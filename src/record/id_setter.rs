//! Citation key generation.

use lazy_static::lazy_static;
use regex::Regex;
use serde::{Deserialize, Serialize};
use std::collections::BTreeMap;
use tracing::{debug, warn};

use super::colrev_id::{family_names, remove_accents};
use super::fields;
use super::{Record, RecordError, Records};
use crate::process::RecordState;

lazy_static! {
    static ref PARENTHESIZED: Regex = Regex::new(r"\(.*\)").unwrap();
    static ref NON_ALNUM: Regex = Regex::new(r"[^0-9a-zA-Z]+").unwrap();
}

#[derive(Debug, Clone, Copy, Default, PartialEq, Eq, Serialize, Deserialize)]
#[serde(rename_all = "snake_case")]
pub enum IdPattern {
    FirstAuthorYear,
    #[default]
    ThreeAuthorsYear,
}

fn is_upper(s: &str) -> bool {
    s.chars().any(char::is_alphabetic)
        && s.chars().filter(|c| c.is_alphabetic()).all(char::is_uppercase)
}

fn capitalize(s: &str) -> String {
    let lower = s.to_lowercase();
    let mut chars = lower.chars();
    match chars.next() {
        Some(first) => first.to_uppercase().chain(chars).collect(),
        None => String::new(),
    }
}

/// The ID a record would get without collision handling.
pub fn generate_temp_id(record: &Record, pattern: IdPattern) -> String {
    let persons = record
        .known(fields::AUTHOR)
        .or_else(|| record.known(fields::EDITOR));
    let mut authors = persons.map(family_names).unwrap_or_default();
    if authors.is_empty() {
        authors.push("Anonymous".to_string());
    }
    let year = record.known(fields::YEAR).unwrap_or("NoYear");

    let mut temp_id = match pattern {
        IdPattern::FirstAuthorYear => format!("{}{}", authors[0].replace(' ', ""), year),
        IdPattern::ThreeAuthorsYear => {
            let mut id: String = authors.iter().take(3).map(|a| a.replace(' ', "")).collect();
            if authors.len() > 3 {
                id.push_str("EtAl");
            }
            id.push_str(year);
            id
        }
    };

    if is_upper(&temp_id) {
        temp_id = capitalize(&temp_id);
    }
    let temp_id = remove_accents(&temp_id);
    let temp_id = PARENTHESIZED.replace_all(&temp_id, "");
    NON_ALNUM.replace_all(&temp_id, "").to_string()
}

/// `a, b, ..., z, aa, ab, ...`
fn suffix(mut index: usize) -> String {
    let mut len = 1;
    let mut block = 26;
    while index >= block {
        index -= block;
        len += 1;
        block *= 26;
    }
    let mut chars = vec!['a'; len];
    for slot in chars.iter_mut().rev() {
        *slot = (b'a' + (index % 26) as u8) as char;
        index /= 26;
    }
    chars.into_iter().collect()
}

/// Appends letters until the ID does not collide (case-insensitively).
pub fn next_unique_id(temp_id: &str, existing_ids: &[String]) -> String {
    let taken = |candidate: &str| {
        existing_ids
            .iter()
            .any(|id| id.to_lowercase() == candidate.to_lowercase())
    };
    if !taken(temp_id) {
        return temp_id.to_string();
    }
    (0..)
        .map(|i| format!("{temp_id}{}", suffix(i)))
        .find(|candidate| !taken(candidate))
        .unwrap_or_else(|| temp_id.to_string())
}

pub fn generate_id(
    record: &Record,
    pattern: IdPattern,
    existing_ids: &[String],
) -> Result<String, RecordError> {
    if record.status.is_post_md_processed() {
        return Err(RecordError::PropagatedIdChange {
            ids: vec![record.id.clone()],
            files: Vec::new(),
        });
    }
    Ok(next_unique_id(&generate_temp_id(record, pattern), existing_ids))
}

/// Re-keys records that have not been propagated yet.
///
/// Returns the renames (`old -> new`). With `selected`, only those IDs are considered.
pub fn set_ids(
    records: &mut Records,
    pattern: IdPattern,
    selected: Option<&[String]>,
) -> BTreeMap<String, String> {
    let mut renames = BTreeMap::new();
    let mut id_list: Vec<String> = records.keys().cloned().collect();
    let candidates: Vec<String> = records.keys().cloned().collect();

    for old_id in candidates {
        if let Some(selected) = selected {
            if !selected.contains(&old_id) {
                continue;
            }
        }
        let Some(record) = records.get(&old_id) else {
            continue;
        };
        if !matches!(
            record.status,
            RecordState::MdImported | RecordState::MdPrepared | RecordState::MdNeedsManualPreparation
        ) {
            continue;
        }
        let existing: Vec<String> = id_list.iter().filter(|id| **id != old_id).cloned().collect();
        let new_id = match generate_id(record, pattern, &existing) {
            Ok(id) => id,
            Err(e) => {
                warn!("{e}");
                continue;
            }
        };
        if new_id == old_id {
            continue;
        }
        if let Some(mut record) = records.remove(&old_id) {
            debug!("set_ids({old_id}) to {new_id}");
            record.id = new_id.clone();
            records.insert(new_id.clone(), record);
            id_list.retain(|id| *id != old_id);
            id_list.push(new_id.clone());
            renames.insert(old_id, new_id);
        }
    }
    renames
}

- [TASK]:
Return a copy of every line in the records that includes the string "keys".

- [TASK RESULT]:
/// Re-keys records that have not been propagated yet.
    let mut id_list: Vec<String> = records.keys().cloned().collect();
    let candidates: Vec<String> = records.keys().cloned().collect();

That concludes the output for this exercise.